▶ [EXCERPTED DATA]
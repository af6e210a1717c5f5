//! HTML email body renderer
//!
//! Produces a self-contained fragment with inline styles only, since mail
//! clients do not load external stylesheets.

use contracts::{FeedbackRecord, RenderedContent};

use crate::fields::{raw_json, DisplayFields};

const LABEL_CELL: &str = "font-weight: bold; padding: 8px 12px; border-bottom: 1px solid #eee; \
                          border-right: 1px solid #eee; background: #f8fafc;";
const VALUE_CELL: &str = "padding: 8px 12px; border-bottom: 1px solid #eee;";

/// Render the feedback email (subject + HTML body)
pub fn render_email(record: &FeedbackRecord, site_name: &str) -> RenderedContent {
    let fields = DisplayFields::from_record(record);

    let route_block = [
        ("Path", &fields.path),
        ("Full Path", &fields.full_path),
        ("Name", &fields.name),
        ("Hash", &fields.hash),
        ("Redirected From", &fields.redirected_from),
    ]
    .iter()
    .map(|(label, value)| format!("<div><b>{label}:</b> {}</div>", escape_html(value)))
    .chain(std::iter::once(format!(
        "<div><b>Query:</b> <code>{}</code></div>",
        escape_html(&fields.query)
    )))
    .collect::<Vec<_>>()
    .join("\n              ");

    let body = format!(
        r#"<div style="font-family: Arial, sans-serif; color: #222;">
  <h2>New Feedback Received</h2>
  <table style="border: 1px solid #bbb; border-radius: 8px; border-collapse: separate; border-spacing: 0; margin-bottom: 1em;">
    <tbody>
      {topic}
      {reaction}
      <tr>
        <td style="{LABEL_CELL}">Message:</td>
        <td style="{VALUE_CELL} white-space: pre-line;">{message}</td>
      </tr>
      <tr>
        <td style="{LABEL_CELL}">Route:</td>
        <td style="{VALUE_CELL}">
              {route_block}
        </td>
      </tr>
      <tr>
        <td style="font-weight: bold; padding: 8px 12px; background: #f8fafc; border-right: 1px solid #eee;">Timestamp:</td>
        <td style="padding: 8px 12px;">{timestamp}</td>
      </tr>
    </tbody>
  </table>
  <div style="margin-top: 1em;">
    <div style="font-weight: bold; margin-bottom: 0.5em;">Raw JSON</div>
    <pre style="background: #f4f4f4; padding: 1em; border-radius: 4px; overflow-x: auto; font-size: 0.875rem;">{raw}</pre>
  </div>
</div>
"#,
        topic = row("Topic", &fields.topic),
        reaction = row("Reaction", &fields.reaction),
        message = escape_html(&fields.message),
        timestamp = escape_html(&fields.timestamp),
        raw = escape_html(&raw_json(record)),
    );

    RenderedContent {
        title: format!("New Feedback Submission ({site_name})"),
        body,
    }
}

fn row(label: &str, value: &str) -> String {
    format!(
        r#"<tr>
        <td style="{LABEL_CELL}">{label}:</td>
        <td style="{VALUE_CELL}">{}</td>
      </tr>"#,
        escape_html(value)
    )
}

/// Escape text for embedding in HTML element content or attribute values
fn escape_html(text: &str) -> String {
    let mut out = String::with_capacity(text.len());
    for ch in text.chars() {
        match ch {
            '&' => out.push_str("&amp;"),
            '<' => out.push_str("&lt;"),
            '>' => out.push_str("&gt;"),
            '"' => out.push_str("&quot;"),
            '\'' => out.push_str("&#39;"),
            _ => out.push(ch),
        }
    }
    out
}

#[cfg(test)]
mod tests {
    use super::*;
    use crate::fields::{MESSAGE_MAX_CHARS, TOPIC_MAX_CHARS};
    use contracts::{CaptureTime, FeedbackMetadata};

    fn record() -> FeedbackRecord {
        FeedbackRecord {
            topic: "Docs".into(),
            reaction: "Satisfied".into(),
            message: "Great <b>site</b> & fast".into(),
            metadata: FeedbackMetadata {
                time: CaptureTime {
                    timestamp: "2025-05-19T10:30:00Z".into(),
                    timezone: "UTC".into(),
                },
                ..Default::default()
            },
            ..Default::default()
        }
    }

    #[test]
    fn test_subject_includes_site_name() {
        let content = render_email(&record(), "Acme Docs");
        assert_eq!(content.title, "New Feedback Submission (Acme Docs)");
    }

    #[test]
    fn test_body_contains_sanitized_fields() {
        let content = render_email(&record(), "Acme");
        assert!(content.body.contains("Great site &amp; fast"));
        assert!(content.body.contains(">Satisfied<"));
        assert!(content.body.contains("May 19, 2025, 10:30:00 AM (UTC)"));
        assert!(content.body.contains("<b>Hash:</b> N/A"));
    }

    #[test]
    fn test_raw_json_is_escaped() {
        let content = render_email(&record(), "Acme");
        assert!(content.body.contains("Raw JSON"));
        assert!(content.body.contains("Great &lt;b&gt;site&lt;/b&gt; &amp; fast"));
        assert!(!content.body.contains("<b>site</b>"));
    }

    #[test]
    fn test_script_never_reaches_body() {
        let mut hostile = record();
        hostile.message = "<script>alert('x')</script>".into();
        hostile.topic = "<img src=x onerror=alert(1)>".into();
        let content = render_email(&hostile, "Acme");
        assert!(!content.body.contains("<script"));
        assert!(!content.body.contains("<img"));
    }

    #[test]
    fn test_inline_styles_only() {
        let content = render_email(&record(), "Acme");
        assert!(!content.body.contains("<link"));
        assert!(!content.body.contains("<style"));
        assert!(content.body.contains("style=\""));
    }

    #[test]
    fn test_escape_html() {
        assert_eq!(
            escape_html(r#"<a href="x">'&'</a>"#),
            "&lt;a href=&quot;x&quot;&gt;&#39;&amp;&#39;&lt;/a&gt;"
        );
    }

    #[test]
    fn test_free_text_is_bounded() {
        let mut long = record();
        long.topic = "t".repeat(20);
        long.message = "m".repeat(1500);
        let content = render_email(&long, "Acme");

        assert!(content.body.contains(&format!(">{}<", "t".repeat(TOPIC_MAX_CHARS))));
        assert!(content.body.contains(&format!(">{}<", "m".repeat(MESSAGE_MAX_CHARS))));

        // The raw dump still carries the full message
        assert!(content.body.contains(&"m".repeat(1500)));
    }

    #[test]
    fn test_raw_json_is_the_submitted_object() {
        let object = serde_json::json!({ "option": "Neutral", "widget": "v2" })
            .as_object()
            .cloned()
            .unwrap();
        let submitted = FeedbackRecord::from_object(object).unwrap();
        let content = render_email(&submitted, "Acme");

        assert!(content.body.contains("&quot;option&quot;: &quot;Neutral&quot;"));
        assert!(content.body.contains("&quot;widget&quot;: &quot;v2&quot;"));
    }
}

▶ [WHAT THE TASK ASKS] Quote, with nothing altered, all lines from the start of the entries to the line that carries "const VALUE_CELL: &str", inclusive.

▶ [EXPECTED ANSWER]
repository af6e210a1717c5f5
//! HTML email body renderer
//!
//! Produces a self-contained fragment with inline styles only, since mail
//! clients do not load external stylesheets.

use contracts::{FeedbackRecord, RenderedContent};

use crate::fields::{raw_json, DisplayFields};

const LABEL_CELL: &str = "font-weight: bold; padding: 8px 12px; border-bottom: 1px solid #eee; \
                          border-right: 1px solid #eee; background: #f8fafc;";
const VALUE_CELL: &str = "padding: 8px 12px; border-bottom: 1px solid #eee;";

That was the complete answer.